The most striking (and surprising) effect was noted in the comparison of ibuprofen with nizatidine to ibuprofen alone, a large difference that is attributable perhaps to the faster bioavailability of nizatidine powder in a capsule, compared to the slower bioavailability of ibuprofen in a coated and compressed tablet. (Thus, one possible administration schedule involves the pre-administration of an antihistamine to assure analgesic potentiation.) The wide differentiation of ibuprofen 200 mg/nizatadine 150 mg from ibuprofen 200 mg suggests, too, that this combination may confer the same or greater extent of analgesia as a 400-mg dose of ibuprofen (thus avoiding potential side effects associated with high dosages of NSAIDs), an example of “optimal analgesia” in the antihistamine/analgesic combination.

This study also had some negative findings. For example, there was no evidence that ceterizine potentiates analgesia when combined with acetaminophen or celecoxib. There was the suggestion, however, that ceterizine may hasten the onset of action of celecoxib: an adequately sized onset-of-action study might discern this feature of analgesic potentiation by ceterizine and other antihistamines) Although loratadine does augment ibuprofen's analgesia (which was repeatedly detected on different measurement instruments), it appears that loratadine does not provide analgesic potentiation when combined with naproxen sodium, suggesting a pharmaceutical incompatibility or pharmacologic interaction (i.e., the naproxen sodium salt, unlike ibuprofen, may interfere with loratadine activity).

These findings are informative. Both the standard and the new methods were capable of distinguishing the single-ingredient analgesics from placebo as well as the antihistamine/analgesic combinations from placebo (i.e., they are sensitive measurement instruments). However, these methods did not identify analgesic potentiation for every combination. They discriminated additional analgesia only when it existed (i.e., only some antihistamine/analgesic combinations were shown to “work better” than the single analgesic). Altogether, these findings add credibility to the positive findings of the study.

Throughout this application, various publications are referenced. The disclosures of these publications in their entireties are hereby incorporated by reference into this application in order to more fully describe the compounds, compositions and methods described herein.

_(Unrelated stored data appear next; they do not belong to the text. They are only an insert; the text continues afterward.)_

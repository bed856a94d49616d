//! Startup configuration.
//!
//! Every field has a default. A [`ServiceConfig`] is built once at process start, optionally
//! from a JSON file, then overlaid with environment variables. There is no hot reload.

use std::{
    collections::BTreeMap,
    fmt::Display,
    path::{Path, PathBuf},
    str::FromStr,
    time::Duration,
};

use anyhow::Context;
use serde::{Deserialize, Serialize};

use crate::{
    foundation::error::{OgError, OgResult},
    output::sigv4::AwsCredentials,
    render::encode::OutputFormat,
};

/// Output-cache backend selected at construction.
#[derive(Clone, Copy, Debug, Default, PartialEq, Eq, Serialize, Deserialize)]
#[serde(rename_all = "kebab-case")]
pub enum CacheStrategy {
    /// Every lookup misses; publish is a no-op.
    Disabled,
    /// Rendered files under the generated directory, fresh while younger than the TTL.
    #[default]
    Disk,
    /// Objects in an S3-compatible bucket, served from a public base URL.
    ObjectStorage,
}

impl FromStr for CacheStrategy {
    type Err = OgError;

    fn from_str(s: &str) -> Result<Self, Self::Err> {
        match s.trim().to_ascii_lowercase().as_str() {
            "disabled" | "none" => Ok(Self::Disabled),
            "disk" => Ok(Self::Disk),
            "object-storage" | "s3" => Ok(Self::ObjectStorage),
            other => Err(OgError::configuration(format!(
                "unknown cache strategy '{other}'"
            ))),
        }
    }
}

/// Output canvas size and the reference template size that drawing constants are authored in.
#[derive(Clone, Copy, Debug, PartialEq, Eq, Serialize, Deserialize)]
#[serde(default)]
pub struct CanvasConfig {
    /// Output width in pixels.
    pub width: u32,
    /// Output height in pixels.
    pub height: u32,
    /// Width of the full-size reference template.
    pub reference_width: u32,
    /// Height of the full-size reference template; the scale factor is `height / reference_height`.
    pub reference_height: u32,
}

impl Default for CanvasConfig {
    fn default() -> Self {
        Self {
            width: 2280,
            height: 1200,
            reference_width: 15001,
            reference_height: 7875,
        }
    }
}

/// Font files, relative to the asset root.
#[derive(Clone, Debug, PartialEq, Eq, Serialize, Deserialize)]
#[serde(default)]
pub struct FontConfig {
    /// Title face.
    pub bold: String,
    /// Brand label face.
    pub medium: String,
}

impl Default for FontConfig {
    fn default() -> Self {
        Self {
            bold: "SourceSans3-Bold.ttf".to_string(),
            medium: "SourceSans3-Medium.ttf".to_string(),
        }
    }
}

/// Object-storage output cache settings.
#[derive(Clone, Debug, PartialEq, Eq, Serialize, Deserialize)]
#[serde(default)]
pub struct ObjectStorageConfig {
    pub bucket: String,
    pub region: String,
    /// API endpoint used for HEAD/PUT; defaults to the public base URL.
    pub endpoint: Option<String>,
    /// Base URL that published objects are served from.
    pub public_base_url: Option<String>,
    /// Bearer token for proxies in front of the bucket; ignored when AWS credentials are set.
    pub auth_token: Option<String>,
    /// AWS access key id; with `secret_access_key`, requests are SigV4-signed.
    pub access_key_id: Option<String>,
    pub secret_access_key: Option<String>,
    /// Temporary-credential session token.
    pub session_token: Option<String>,
}

impl Default for ObjectStorageConfig {
    fn default() -> Self {
        Self {
            bucket: String::new(),
            region: "ap-south-1".to_string(),
            endpoint: None,
            public_base_url: None,
            auth_token: None,
            access_key_id: None,
            secret_access_key: None,
            session_token: None,
        }
    }
}

impl ObjectStorageConfig {
    /// Signing credentials, when both the key id and the secret are configured.
    pub fn credentials(&self) -> Option<AwsCredentials> {
        match (&self.access_key_id, &self.secret_access_key) {
            (Some(id), Some(secret)) => Some(AwsCredentials {
                access_key_id: id.clone(),
                secret_access_key: secret.clone(),
                session_token: self.session_token.clone(),
            }),
            _ => None,
        }
    }

    /// Public base URL, always ending in `/`.
    pub fn resolved_public_base_url(&self) -> String {
        let base = match &self.public_base_url {
            Some(url) => url.clone(),
            None => format!("https://{}.s3.{}.amazonaws.com/", self.bucket, self.region),
        };
        with_trailing_slash(base)
    }

    /// Endpoint used for storage requests, always ending in `/`.
    pub fn resolved_endpoint(&self) -> String {
        match &self.endpoint {
            Some(url) => with_trailing_slash(url.clone()),
            None => self.resolved_public_base_url(),
        }
    }
}

fn with_trailing_slash(mut url: String) -> String {
    if !url.ends_with('/') {
        url.push('/');
    }
    url
}

/// Complete service configuration.
#[derive(Clone, Debug, PartialEq, Serialize, Deserialize)]
#[serde(default)]
pub struct ServiceConfig {
    /// Directory holding template images and fonts. Must exist.
    pub assets_dir: PathBuf,
    /// Directory rendered artifacts are written to.
    pub generated_dir: PathBuf,
    /// Output-cache backend.
    pub cache_strategy: CacheStrategy,
    /// Age after which cached assets and disk artifacts are stale.
    pub cache_ttl_secs: u64,
    /// Maximum entries per asset-cache namespace.
    pub asset_cache_capacity: usize,
    /// Period of the asset-cache sweep task.
    pub asset_sweep_interval_secs: u64,
    /// Encoded output format.
    pub output_format: OutputFormat,
    /// Lossy encoder quality, 0..=100.
    pub output_quality: u8,
    /// WebP compression effort (method), 0..=6.
    pub compression_effort: u8,
    /// Timeout for background photo downloads.
    pub fetch_timeout_secs: u64,
    /// Downloaded photos larger than this in either dimension are downscaled first.
    pub max_background_px: u32,
    pub canvas: CanvasConfig,
    pub fonts: FontConfig,
    /// Title used when a record has none.
    pub default_title: String,
    /// Template images by asset id (`news`) or id plus variant (`idea_3`).
    pub templates: BTreeMap<String, String>,
    /// Object storage settings, used with [`CacheStrategy::ObjectStorage`].
    pub object_storage: ObjectStorageConfig,
    /// Slack-compatible webhook for operational alerts.
    pub alert_webhook: Option<String>,
}

impl Default for ServiceConfig {
    fn default() -> Self {
        Self {
            assets_dir: PathBuf::from("assets"),
            generated_dir: PathBuf::from("generated"),
            cache_strategy: CacheStrategy::Disk,
            cache_ttl_secs: 120,
            asset_cache_capacity: 5,
            asset_sweep_interval_secs: 30,
            output_format: OutputFormat::Webp,
            output_quality: 40,
            compression_effort: 6,
            fetch_timeout_secs: 5,
            max_background_px: 800,
            canvas: CanvasConfig::default(),
            fonts: FontConfig::default(),
            default_title: "Read the latest news".to_string(),
            templates: BTreeMap::new(),
            object_storage: ObjectStorageConfig::default(),
            alert_webhook: None,
        }
    }
}

impl ServiceConfig {
    /// Load a JSON config file; missing fields take their defaults.
    pub fn from_json_file(path: &Path) -> OgResult<Self> {
        let raw = std::fs::read_to_string(path)
            .with_context(|| format!("read config '{}'", path.display()))
            .map_err(|e| OgError::configuration(format!("{e:#}")))?;
        serde_json::from_str(&raw).map_err(|e| {
            OgError::configuration(format!("parse config '{}': {e}", path.display()))
        })
    }

    /// Defaults overlaid with process environment variables.
    pub fn from_env() -> OgResult<Self> {
        Self::default().overlay_env(|key| std::env::var(key).ok())
    }

    /// Overlay values returned by `lookup` for the known environment keys.
    pub fn overlay_env(mut self, lookup: impl Fn(&str) -> Option<String>) -> OgResult<Self> {
        let get = |key: &str| lookup(key).filter(|v| !v.trim().is_empty());

        if let Some(v) = get("OGCARD_ASSETS_DIR") {
            self.assets_dir = PathBuf::from(v);
        }
        if let Some(v) = get("OGCARD_GENERATED_DIR") {
            self.generated_dir = PathBuf::from(v);
        }
        if let Some(v) = get("OGCARD_CACHE_STRATEGY") {
            self.cache_strategy = v.parse()?;
        }
        if let Some(v) = get("OGCARD_CACHE_TTL_SECS") {
            self.cache_ttl_secs = parse_env("OGCARD_CACHE_TTL_SECS", &v)?;
        }
        if let Some(v) = get("OGCARD_ASSET_CACHE_CAPACITY") {
            self.asset_cache_capacity = parse_env("OGCARD_ASSET_CACHE_CAPACITY", &v)?;
        }
        if let Some(v) = get("OGCARD_ASSET_SWEEP_INTERVAL_SECS") {
            self.asset_sweep_interval_secs = parse_env("OGCARD_ASSET_SWEEP_INTERVAL_SECS", &v)?;
        }
        if let Some(v) = get("OGCARD_OUTPUT_FORMAT") {
            self.output_format = v.parse()?;
        }
        if let Some(v) = get("OGCARD_OUTPUT_QUALITY") {
            self.output_quality = parse_env("OGCARD_OUTPUT_QUALITY", &v)?;
        }
        if let Some(v) = get("OGCARD_COMPRESSION_EFFORT") {
            self.compression_effort = parse_env("OGCARD_COMPRESSION_EFFORT", &v)?;
        }
        if let Some(v) = get("OGCARD_FETCH_TIMEOUT_SECS") {
            self.fetch_timeout_secs = parse_env("OGCARD_FETCH_TIMEOUT_SECS", &v)?;
        }
        if let Some(v) = get("AWS_S3_BUCKET") {
            self.object_storage.bucket = v;
        }
        if let Some(v) = get("AWS_REGION") {
            self.object_storage.region = v;
        }
        if let Some(v) = get("OGCARD_S3_ENDPOINT") {
            self.object_storage.endpoint = Some(v);
        }
        if let Some(v) = get("OGCARD_PUBLIC_BASE_URL") {
            self.object_storage.public_base_url = Some(v);
        }
        if let Some(v) = get("OGCARD_S3_AUTH_TOKEN") {
            self.object_storage.auth_token = Some(v);
        }
        if let Some(v) = get("AWS_ACCESS_KEY_ID") {
            self.object_storage.access_key_id = Some(v);
        }
        if let Some(v) = get("AWS_SECRET_ACCESS_KEY") {
            self.object_storage.secret_access_key = Some(v);
        }
        if let Some(v) = get("AWS_SESSION_TOKEN") {
            self.object_storage.session_token = Some(v);
        }
        if let Some(v) = get("SLACK_WEBHOOK_URL") {
            self.alert_webhook = Some(v);
        }

        Ok(self)
    }

    /// Reject values the pipeline cannot work with.
    pub fn validate(&self) -> OgResult<()> {
        if self.asset_cache_capacity == 0 {
            return Err(OgError::configuration("asset_cache_capacity must be > 0"));
        }
        if self.canvas.width == 0 || self.canvas.height == 0 {
            return Err(OgError::configuration("canvas size must be non-zero"));
        }
        if self.canvas.width > u32::from(u16::MAX) || self.canvas.height > u32::from(u16::MAX) {
            return Err(OgError::configuration("canvas size must fit in u16"));
        }
        if self.canvas.reference_height == 0 {
            return Err(OgError::configuration("canvas reference_height must be > 0"));
        }
        if self.output_quality > 100 {
            return Err(OgError::configuration("output_quality must be <= 100"));
        }
        if self.compression_effort > 6 {
            return Err(OgError::configuration("compression_effort must be <= 6"));
        }
        if self.cache_strategy == CacheStrategy::ObjectStorage
            && self.object_storage.bucket.is_empty()
            && self.object_storage.public_base_url.is_none()
        {
            return Err(OgError::configuration(
                "object-storage cache needs a bucket or public_base_url",
            ));
        }
        Ok(())
    }

    /// [`Self::cache_ttl_secs`] as a duration.
    pub fn cache_ttl(&self) -> Duration {
        Duration::from_secs(self.cache_ttl_secs)
    }

    /// [`Self::asset_sweep_interval_secs`] as a duration.
    pub fn sweep_interval(&self) -> Duration {
        Duration::from_secs(self.asset_sweep_interval_secs)
    }

    /// [`Self::fetch_timeout_secs`] as a duration.
    pub fn fetch_timeout(&self) -> Duration {
        Duration::from_secs(self.fetch_timeout_secs)
    }
}

fn parse_env<T>(key: &str, raw: &str) -> OgResult<T>
where
    T: FromStr,
    T::Err: Display,
{
    raw.trim()
        .parse()
        .map_err(|e| OgError::configuration(format!("invalid {key}='{raw}': {e}")))
}

#[cfg(test)]
#[path = "../tests/unit/config.rs"]
mod tests;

Various modifications and variations can be made to the compounds, compositions and methods described herein. Other aspects of the compounds, compositions and methods described herein will be apparent from consideration of the specification and practice of the compounds, compositions and methods disclosed herein. It is intended that the specification and examples be considered as exemplary.